The medics took my blood pressure and pulse and reported that it was pretty high. I decided to get into the ambulance and let the medics take me to the hospital. At the hospital, the nurses were friendly, and I grinned when they talked to me, even when they were expressing serious concerns about my drug use. They monitored my blood pressure and pulse for a few hours and took a urine sample. A nurse convinced me to go to a detox place on the north side of town and the hospital called a cab to send me there.
I arrived at detox at around midnight. The facility was locked and they talked to me though an intercom before they let me in. The voice in the intercom was very garbled and it was difficult to tell what they were saying. I feel this was an effect of the AMT. A woman at detox gave me two tablets of lorazepam in hopes of curbing my anxiety. I lied on the bed and tried to sleep but could not. I had severe vertigo, feeling myself moving sideways at high speed.

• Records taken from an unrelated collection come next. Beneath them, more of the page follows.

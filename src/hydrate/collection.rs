//! Typed result collections.

use std::fmt;

use crate::error::QueryResult;
use crate::metadata::Schema;
use crate::model::{self, EarlyBound};
use crate::planner::AliasMap;

use super::Rehydrator;

/// Typed root records plus the paging metadata of the page they came from.
pub struct EntityCollection<T> {
    pub entities: Vec<T>,
    pub entity_name: String,
    pub more_records: bool,
    pub paging_cookie: String,
    pub min_active_row_version: String,
    pub total_record_count: i32,
    pub total_record_count_limit_exceeded: bool,
}

impl<T> Default for EntityCollection<T> {
    fn default() -> Self {
        Self {
            entities: Vec::new(),
            entity_name: String::new(),
            more_records: false,
            paging_cookie: String::new(),
            min_active_row_version: String::new(),
            total_record_count: 0,
            total_record_count_limit_exceeded: false,
        }
    }
}

impl<T: fmt::Debug> fmt::Debug for EntityCollection<T> {
    fn fmt(&self, f: &mut fmt::Formatter<'_>) -> fmt::Result {
        f.debug_struct("EntityCollection")
            .field("entity_name", &self.entity_name)
            .field("entities", &self.entities)
            .field("more_records", &self.more_records)
            .field("total_record_count", &self.total_record_count)
            .finish()
    }
}

impl<T: EarlyBound> EntityCollection<T> {
    /// Convert a flat collection.
    ///
    /// Without an alias map every row becomes one record as-is; with one,
    /// rows are rehydrated into nested records.
    pub fn from_untyped(
        collection: model::EntityCollection,
        schema: &Schema,
        aliases: Option<&AliasMap>,
    ) -> QueryResult<Self> {
        let model::EntityCollection {
            entity_name,
            entities,
            more_records,
            paging_cookie,
            min_active_row_version,
            total_record_count,
            total_record_count_limit_exceeded,
        } = collection;

        let entities = match aliases {
            Some(aliases) => Rehydrator::new(schema, aliases).rehydrate(entities)?,
            None => entities,
        };

        Ok(Self {
            entities: entities.into_iter().map(T::from_entity).collect(),
            entity_name,
            more_records,
            paging_cookie,
            min_active_row_version,
            total_record_count,
            total_record_count_limit_exceeded,
        })
    }

    /// Back to the untyped form, named after `T`.
    pub fn to_untyped(self) -> model::EntityCollection {
        model::EntityCollection {
            entity_name: T::LOGICAL_NAME.to_string(),
            entities: self.entities.into_iter().map(T::into_entity).collect(),
            more_records: self.more_records,
            paging_cookie: self.paging_cookie,
            min_active_row_version: self.min_active_row_version,
            total_record_count: self.total_record_count,
            total_record_count_limit_exceeded: self.total_record_count_limit_exceeded,
        }
    }

    pub fn push(&mut self, entity: T) {
        self.entities.push(entity);
    }
}

impl<T> EntityCollection<T> {
    pub fn len(&self) -> usize {
        self.entities.len()
    }

    pub fn is_empty(&self) -> bool {
        self.entities.is_empty()
    }

    pub fn first(&self) -> Option<&T> {
        self.entities.first()
    }

    pub fn iter(&self) -> std::slice::Iter<'_, T> {
        self.entities.iter()
    }
}

impl<T> IntoIterator for EntityCollection<T> {
    type Item = T;
    type IntoIter = std::vec::IntoIter<T>;

    fn into_iter(self) -> Self::IntoIter {
        self.entities.into_iter()
    }
}

impl<'a, T> IntoIterator for &'a EntityCollection<T> {
    type Item = &'a T;
    type IntoIter = std::slice::Iter<'a, T>;

    fn into_iter(self) -> Self::IntoIter {
        self.entities.iter()
    }
}
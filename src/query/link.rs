//! Link entities: joins in the untyped query tree.

use std::fmt;

use serde::{Deserialize, Serialize};

use super::filter::{indent, FilterExpression, OrderExpression};
use super::ColumnSet;

/// Type of join.
#[derive(Debug, Clone, Copy, Default, PartialEq, Eq, Hash, Serialize, Deserialize)]
#[serde(rename_all = "snake_case")]
pub enum JoinOperator {
    #[default]
    Inner,
    LeftOuter,
    Natural,
}

impl fmt::Display for JoinOperator {
    fn fmt(&self, f: &mut fmt::Formatter<'_>) -> fmt::Result {
        match self {
            Self::Inner => f.write_str("inner"),
            Self::LeftOuter => f.write_str("left_outer"),
            Self::Natural => f.write_str("natural"),
        }
    }
}

/// A join from one entity attribute to another.
#[derive(Debug, Clone, PartialEq, Serialize, Deserialize)]
pub struct LinkEntity {
    pub link_from_entity_name: String,
    pub link_from_attribute_name: String,
    pub link_to_entity_name: String,
    pub link_to_attribute_name: String,
    #[serde(default)]
    pub join_operator: JoinOperator,
    #[serde(default)]
    pub columns: ColumnSet,
    #[serde(default, skip_serializing_if = "Option::is_none")]
    pub entity_alias: Option<String>,
    #[serde(default)]
    pub link_criteria: FilterExpression,
    #[serde(default)]
    pub orders: Vec<OrderExpression>,
    #[serde(default)]
    pub link_entities: Vec<LinkEntity>,
}

impl LinkEntity {
    pub fn new(
        link_from_entity_name: impl Into<String>,
        link_from_attribute_name: impl Into<String>,
        link_to_entity_name: impl Into<String>,
        link_to_attribute_name: impl Into<String>,
        join_operator: JoinOperator,
    ) -> Self {
        Self {
            link_from_entity_name: link_from_entity_name.into(),
            link_from_attribute_name: link_from_attribute_name.into(),
            link_to_entity_name: link_to_entity_name.into(),
            link_to_attribute_name: link_to_attribute_name.into(),
            join_operator,
            columns: ColumnSet::default(),
            entity_alias: None,
            link_criteria: FilterExpression::default(),
            orders: Vec::new(),
            link_entities: Vec::new(),
        }
    }

    pub fn with_alias(mut self, alias: impl Into<String>) -> Self {
        self.entity_alias = Some(alias.into());
        self
    }

    pub fn with_columns(mut self, columns: ColumnSet) -> Self {
        self.columns = columns;
        self
    }

    pub(crate) fn render(&self, out: &mut Vec<String>, depth: usize) {
        out.push(format!(
            "{}link {} {} {}.{} -> {}.{} {}",
            indent(depth),
            self.entity_alias.as_deref().unwrap_or("-"),
            self.join_operator,
            self.link_from_entity_name,
            self.link_from_attribute_name,
            self.link_to_entity_name,
            self.link_to_attribute_name,
            self.columns,
        ));
        self.link_criteria.render(out, depth + 1);
        for order in &self.orders {
            out.push(format!("{}{}", indent(depth + 1), order));
        }
        for link in &self.link_entities {
            link.render(out, depth + 1);
        }
    }
}
// tests/planner/alias_test.rs

#[path = "../common/model.rs"]
mod model;

use model::*;
use xrmquery::planner::{assign_aliases, AliasMap, MAX_ALIASES};
use xrmquery::query::JoinOperator;
use xrmquery::typed::{LinkEntity, QueryExpression};
use xrmquery::QueryError;

#[test]
fn test_depth_first_assignment() {
    let schema = schema();
    let mut links = vec![
        LinkEntity::new(Test::TEST_CHILDS)
            .link(LinkEntity::new(TestChild::TEST_MANY))
            .into_spec(),
        LinkEntity::new(Test::TEST_MANYS).into_spec(),
    ];

    let aliases = assign_aliases(&mut links, &schema, JoinOperator::Inner).unwrap();

    assert_eq!(aliases.len(), 3);
    assert_eq!(aliases.get('A'), Some("ee_Test_TestChilds"));
    assert_eq!(
        aliases.get('B'),
        Some("ee_Test_TestChilds.ee_TestMany_TestChilds")
    );
    assert_eq!(aliases.get('C'), Some("ee_Test_TestManys"));

    assert_eq!(links[0].entity_alias.as_deref(), Some("A"));
    assert_eq!(links[0].link_entities[0].entity_alias.as_deref(), Some("B"));
    assert_eq!(links[1].entity_alias.as_deref(), Some("C"));
}

#[test]
fn test_role_is_part_of_path() {
    let schema = schema();
    let mut links = vec![
        LinkEntity::new(Test::PARENT_TEST).into_spec(),
        LinkEntity::new(Test::PARENT_TEST_TESTS).into_spec(),
    ];

    let aliases = assign_aliases(&mut links, &schema, JoinOperator::Inner).unwrap();
    assert_eq!(aliases.get('A'), Some("ee_Test_ParentTest:Referencing"));
    assert_eq!(aliases.get('B'), Some("ee_Test_ParentTest:Referenced"));
}

#[test]
fn test_caller_alias_is_replaced() {
    let schema = schema();
    let mut links = vec![LinkEntity::new(Test::TEST_CHILDS).alias("kids").into_spec()];

    let aliases = assign_aliases(&mut links, &schema, JoinOperator::Inner).unwrap();
    assert_eq!(links[0].entity_alias.as_deref(), Some("A"));
    assert_eq!(aliases.iter().collect::<Vec<_>>(), vec![('A', "ee_Test_TestChilds")]);
}

#[test]
fn test_default_join_fills_unset_operators() {
    let schema = schema();
    let mut links = vec![
        LinkEntity::new(Test::TEST_CHILDS).into_spec(),
        LinkEntity::new(Test::PARENT_TEST)
            .join_operator(JoinOperator::Natural)
            .into_spec(),
    ];

    assign_aliases(&mut links, &schema, JoinOperator::LeftOuter).unwrap();
    assert_eq!(links[0].join_operator, Some(JoinOperator::LeftOuter));
    assert_eq!(links[1].join_operator, Some(JoinOperator::Natural));
}

#[test]
fn test_lowercase_aliases_after_uppercase() {
    let schema = schema();
    let mut query = QueryExpression::<Test>::new();
    for _ in 0..30 {
        query.add_link(LinkEntity::new(Test::TEST_CHILDS));
    }

    let compiled = query.compile(&schema).unwrap();
    assert_eq!(compiled.aliases.len(), 30);
    assert_eq!(compiled.aliases.get('Z'), Some("ee_Test_TestChilds"));
    assert_eq!(compiled.aliases.get('d'), Some("ee_Test_TestChilds"));
    assert_eq!(compiled.query.link_entities[26].entity_alias.as_deref(), Some("a"));
}

#[test]
fn test_alias_limit() {
    let schema = schema();

    let mut full = QueryExpression::<Test>::new();
    for _ in 0..MAX_ALIASES {
        full.add_link(LinkEntity::new(Test::TEST_CHILDS));
    }
    assert_eq!(full.compile(&schema).unwrap().aliases.len(), MAX_ALIASES);

    full.add_link(LinkEntity::new(Test::TEST_CHILDS));
    let err = full.compile(&schema).unwrap_err();
    assert!(matches!(err, QueryError::AliasesExhausted(52)));
}

#[test]
fn test_undeclared_navigation_fails() {
    let schema = schema();
    let mut links = vec![LinkEntity::new(Test::UNDECLARED).into_spec()];

    let err = assign_aliases(&mut links, &schema, JoinOperator::Inner).unwrap_err();
    assert!(matches!(err, QueryError::MissingRelationship { .. }));
}

#[test]
fn test_alias_map_from_pairs() {
    let aliases: AliasMap = [('B', "b.path"), ('A', "a.path")].into_iter().collect();
    assert_eq!(aliases.iter().map(|(a, _)| a).collect::<String>(), "AB");
}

The next morning, a worker at detox called me to breakfast. I ate breakfast and looked around the room to see if I saw any distortions in the floor or ceiling. I could not, so I asked to leave detox at around 9:30 a.m. They had me speak briefly with a counselor and let me call a cab to go home. It was hard to understand the voice on the phone, and I started to wonder if I was still under the effects of AMT.
When I arrived at my apartment, I decided I did not have the responsibility necessary to use drugs and flushed the remaining research chemicals I had in my freezer. Several hours later I was still not sure if the AMT had completely left my system. I closed my eyes and sat still to see if I could feel the sensations of my body mix up, and indeed I had a hard time discerning which sensation came from which body part. That evening at around 7:00 I once again saw my carpet shimmering and faint rainbow circles fill my vision. This lasted several minutes.
I have not used any psychedelics since this experience. No legal charges were ever filed against me.